New York Times II

I’m sitting in the Cherry Hill Diner trying to gather my thoughts about Friday’s visit to the NYT Morgue. (I wish it were Olga’s Diner – a moment of silence, please.)

What I’m left with is a smattering of impressions and random facts, and some marginal photos (digital cameras don’t have a setting for “horrid fluorescent light conditions”, as far as I know).  I basically got to follow Roth around some of the time, and putter about the room on my own the rest of the time. I’m sure he was a bit disappointed that I didn’t have a laundry list of insightful questions to ask him, but 1) I’m not a journalist (just naturally nosy), and 2) I was working on 2 hours of sleep and had been travelling for 12 hours or so. I felt fortunate just to be there and soak it all in.  Disclaimer – I didn’t take notes while I was there, it seemed a bit rude, so I could even have some facts wrong. If so, mea culpa.  Some things that stand out follow.

I keep saying photography “archives”, because I don’t really know what other term to use.  Roth, however, was quite specific about the fact that the NYT Morgue is in no way an “archive” in the traditional sense – they are running a business, they hang onto all the clippings and photos for potential future use and reference, but their objective is not preservation. He doesn’t consider himself an archivist – those professionals undergo training on how to preserve documents and such, while he basically “maintains” the files that are there.  The system is (theoretically) quite basic, and according to him it doesn’t take any special skills to manage it.  When I asked if the routine task of tracking down images was rendered more thrilling since you’d never really know what else you’d run into along the way, he agreed. Therein lies the magic, and thus are many hours lost in the twilight zone of the (non)archive.

Roth’s unassuming attitude only endeared him to me all the more. He is indeed a dapper individual, as Claire (from NPR) mentioned – I changed into a dress before heading into the city so as not to look so travel-worn, and I found him in what must be his version of “casual Friday”: pale blue slacks, white linen shirt, white shoes, looking a bit like my conception of an author from the 30s hanging out in a left-bank Paris café. Instant crush, I admit it. He’s lucky I don’t live in NY, or my cheekiness might have extended to a dinner invitation.

Anyway…back to business. Originally the Morgue was the term used to refer to the files of news clippings, but it informally expanded to include the cabinets of photos.  My chance to visit was both incredibly special – when I asked if many people had the nerve to call and ask him to visit, he said not really, since the Morgue hasn’t gotten a ton of press over the years – and incredibly normal – since they’re running a business and not an exclusive archive, it’s no big deal for a press nobody to pop in and check things out.  I think it was a miracle of timing, personally, since I imagine others will contact him after the NPR story, and his patience for looky-loos may run out – or maybe I just caught him on a day when the idea of hosting a random stranger in his (non)archive seemed appealing.
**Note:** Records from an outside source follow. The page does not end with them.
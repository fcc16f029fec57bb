use std::{fmt, time::Duration};

use serde::{Deserialize, Serialize};
use thiserror::Error;

use crate::{
    info,
    management::{CollectionStateManager, StateError},
    pipeline::{
        ArtistUniverse, FetchCheckpoint, FetchOptions, HarvestCheckpoint, HarvestOptions,
        ResolveCheckpoint, Step, fetch_items, harvest_playlist_artists, missing_track_artist_ids,
        pause, resolve_artists,
    },
    spotify::{Category, SpotifyApi, SpotifyError},
    success,
    types::{Artist, Playlist, Track},
    warning,
};

/// Collection stages in execution order. A state names the last stage that
/// completed; the next one is the stage in progress.
#[derive(Debug, Clone, Copy, Default, PartialEq, Eq, PartialOrd, Ord, Serialize, Deserialize)]
#[serde(rename_all = "SCREAMING_SNAKE_CASE")]
pub enum Stage {
    #[default]
    NotStarted,
    TopTracks,
    TopArtists,
    AllPlaylists,
    PlaylistsArtists,
    TopTracksArtists,
    Done,
}

impl Stage {
    pub fn next(self) -> Option<Stage> {
        match self {
            Stage::NotStarted => Some(Stage::TopTracks),
            Stage::TopTracks => Some(Stage::TopArtists),
            Stage::TopArtists => Some(Stage::AllPlaylists),
            Stage::AllPlaylists => Some(Stage::PlaylistsArtists),
            Stage::PlaylistsArtists => Some(Stage::TopTracksArtists),
            Stage::TopTracksArtists => Some(Stage::Done),
            Stage::Done => None,
        }
    }

    pub fn description(&self) -> &'static str {
        match self {
            Stage::NotStarted => "Collection not started",
            Stage::TopTracks => "Getting user top tracks",
            Stage::TopArtists => "Getting user top artists",
            Stage::AllPlaylists => "Getting user playlists",
            Stage::PlaylistsArtists => "Getting all playlist artists",
            Stage::TopTracksArtists => "Getting all top tracks artists",
            Stage::Done => "Merging all artists",
        }
    }
}
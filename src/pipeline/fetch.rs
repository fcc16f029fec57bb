use std::time::Duration;

use serde::{Deserialize, Serialize, de::DeserializeOwned};

use crate::{
    pipeline::{Step, decode_items, pause},
    spotify::{Category, SpotifyApi, SpotifyError},
    types::{Identified, TimeRange},
    utils::remove_duplicates_by_id,
};

#[derive(Debug, Clone)]
pub struct FetchOptions {
    /// Page size of a single request.
    pub limit: u32,
    /// Offsets at or above this bound are never requested.
    pub total_limit: u32,
    pub delay: Duration,
}

impl Default for FetchOptions {
    fn default() -> Self {
        Self {
            limit: 20,
            total_limit: 10_000,
            delay: Duration::from_secs(5),
        }
    }
}

/// Position of an interrupted fetch.
///
/// `time_ranges_left` starts with the range that was being paged when the
/// fault happened and `offset` is the page that failed inside it. Playlists
/// are not segmented by time range, so for them the list stays empty.
#[derive(Debug, Clone, PartialEq, Serialize, Deserialize)]
pub struct FetchCheckpoint<T> {
    pub collected: Vec<T>,
    pub offset: u32,
    pub time_ranges_left: Vec<TimeRange>,
}

impl<T> FetchCheckpoint<T> {
    /// Cursor of a fetch that has not requested anything yet.
    pub fn start(category: Category) -> Self {
        Self::at(category, 0, TimeRange::ALL.to_vec())
    }

    pub fn at(category: Category, offset: u32, time_ranges: Vec<TimeRange>) -> Self {
        Self {
            collected: Vec::new(),
            offset,
            time_ranges_left: if category.has_time_ranges() {
                time_ranges
            } else {
                Vec::new()
            },
        }
    }
}

/// Pages through one category of items.
///
/// Each time range is paged from offset 0 in steps of `limit` until a short
/// page comes back or `total_limit` is reached; only the first remaining range
/// starts at the resumed offset. Items are deduplicated by id across all
/// ranges, including those already in the resumed checkpoint.
///
/// An interruptible fault returns a checkpoint holding everything collected so
/// far, the failed offset and the ranges not finished yet. Every other fault is
/// returned as an error.
pub async fn fetch_items<A, T>(
    api: &A,
    category: Category,
    options: &FetchOptions,
    resume: Option<FetchCheckpoint<T>>,
) -> Result<Step<Vec<T>, FetchCheckpoint<T>>, SpotifyError>
where
    A: SpotifyApi + ?Sized,
    T: Identified + DeserializeOwned,
{
    let cursor = resume.unwrap_or_else(|| FetchCheckpoint::start(category));
    let limit = options.limit.max(1);

    let segments: Vec<Option<TimeRange>> = if category.has_time_ranges() {
        cursor.time_ranges_left.iter().copied().map(Some).collect()
    } else {
        vec![None]
    };

    let mut collected = cursor.collected;

    for (position, time_range) in segments.iter().enumerate() {
        let mut offset = if position == 0 { cursor.offset } else { 0 };

        while offset < options.total_limit {
            pause(options.delay).await;

            let page = match api.items_page(category, limit, offset, *time_range).await {
                Ok(page) => page,
                Err(e) if e.is_interruptible() => {
                    let time_ranges_left = segments[position..]
                        .iter()
                        .filter_map(|range| *range)
                        .collect();
                    remove_duplicates_by_id(&mut collected);
                    return Ok(Step::Interrupted {
                        checkpoint: FetchCheckpoint {
                            collected,
                            offset,
                            time_ranges_left,
                        },
                        cause: e,
                    });
                }
                Err(e) => return Err(e),
            };

            let page_len = page.len();
            collected.extend(decode_items::<T>(page, category.as_str()));

            if page_len < limit as usize {
                break;
            }
            offset += limit;
        }
    }

    remove_duplicates_by_id(&mut collected);
    Ok(Step::Complete(collected))
}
I’ll never know, but I am grateful no matter the reason.

If you’re still with me, this is going to be a long one. While normally I’d post a gallery of thumbnails rather than full photos, I feel a burning need to explain the whys and wherefores of the NYT Morgue, so bear with me. Enjoy your glimpse behind the curtain.
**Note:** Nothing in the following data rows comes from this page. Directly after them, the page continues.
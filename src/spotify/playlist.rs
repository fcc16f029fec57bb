use crate::{
    spotify::{MAX_PLAYLIST_URIS, SpotifyApi, SpotifyError},
    types::{CreatePlaylistRequest, CreatePlaylistResponse, Track},
    warning,
};

pub const PLAYLIST_DESCRIPTION: &str = "Get truly never-heard-before music for you!";

/// Creates a private playlist for the current user and fills it with the
/// first [`MAX_PLAYLIST_URIS`] tracks. Returns the playlist and the number of
/// tracks added.
pub async fn publish<A>(
    api: &A,
    name: &str,
    tracks: &[Track],
) -> Result<(CreatePlaylistResponse, usize), SpotifyError>
where
    A: SpotifyApi + ?Sized,
{
    let user = api.current_user().await?;

    let request = CreatePlaylistRequest {
        name: name.to_string(),
        description: PLAYLIST_DESCRIPTION.to_string(),
        public: false,
    };
    let playlist = api.create_playlist(&user.id, &request).await?;

    if tracks.len() > MAX_PLAYLIST_URIS {
        warning!(
            "Only the first {} of {} tracks are added to the playlist",
            MAX_PLAYLIST_URIS,
            tracks.len()
        );
    }

    let uris: Vec<String> = tracks
        .iter()
        .take(MAX_PLAYLIST_URIS)
        .map(Track::spotify_uri)
        .collect();

    if !uris.is_empty() {
        api.add_tracks(&playlist.id, &uris).await?;
    }

    Ok((playlist, uris.len()))
}
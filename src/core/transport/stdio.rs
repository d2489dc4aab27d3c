//! STDIO transport implementation.
//!
//! Standard input/output transport for MCP - the standard mode for
//! MCP clients that spawn the server as a child process.

use rmcp::ServiceExt;
use tracing::info;

use super::{TransportError, TransportResult};
use crate::core::McpServer;

/// STDIO transport handler.
pub struct StdioTransport;

impl StdioTransport {
    /// Run the STDIO transport.
    pub async fn run(server: McpServer) -> TransportResult<()> {
        info!("Ready - communicating via stdin/stdout");

        let service = server
            .serve(rmcp::transport::stdio())
            .await
            .map_err(|e| TransportError::init(e.to_string()))?;

        service
            .waiting()
            .await
            .map_err(|e| TransportError::ServiceError(e.to_string()))?;

        info!("STDIO transport finished");
        Ok(())
    }
}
A study in contrasts: the gleaming sign of the NYT new building and the older sign in the NYT Morgue.

The file cabinets with archived news clippings.

The file cabinets with biographical data.

 They go back. A ways.

Note the moving label on the cabinet below. Roth said he’d overseen 3 full moves of the files during his tenure at the NYT. They weigh in at 1/2 a million pounds, all-told.

Some specific people have their own drawers. (I didn’t take a photo of the Advanced Obit cabinet, the only one I saw with a padlock on it.)

Some of the card catalog sort of spills over into available space, along with files of I’m not sure what.

But they go back a ways too.

Then there’s the picture card catalog.


Here’s Roth looking up a photo he needed on the prison break from Alcatraz.

Once you’ve looked up the file number in the card catalog, you head to the photo files. They have those shelves you can crank open and shut to save space.


And here are some Alcatraz photos he dug out. Contact sheet, models of fake heads, etc.

Note the back of one photo says “3 Alcatraz convicts cut their way out with spoons.” The backs of the photos are fascinating too – they show who took the photo, when it was used, often the caption is taped on, etc.

Random other cabinets, files, bound editions of the travel section, heaped-up old papers, etc.

Files of photos recently pulled for various requests (including Die Hard and English Royalty – strange bedfellows).

Photos of the Queen as a child and British royalty in India (front and back).

Photos of the Queen’s gigantic “dollhouse” (which according to the back of one photo included “real bottles of Johnnie Walker”).

Ephemera heaven around the Morgue.

Last but not least – blurry images of how the Morgue used to operate in its hey-day.

From a staff of 12 full-time and 8 part-time, Jeff Roth is now the lone (non)archivist of the entire collection of clippings and 5-6 million photographic prints. Mind-blowing.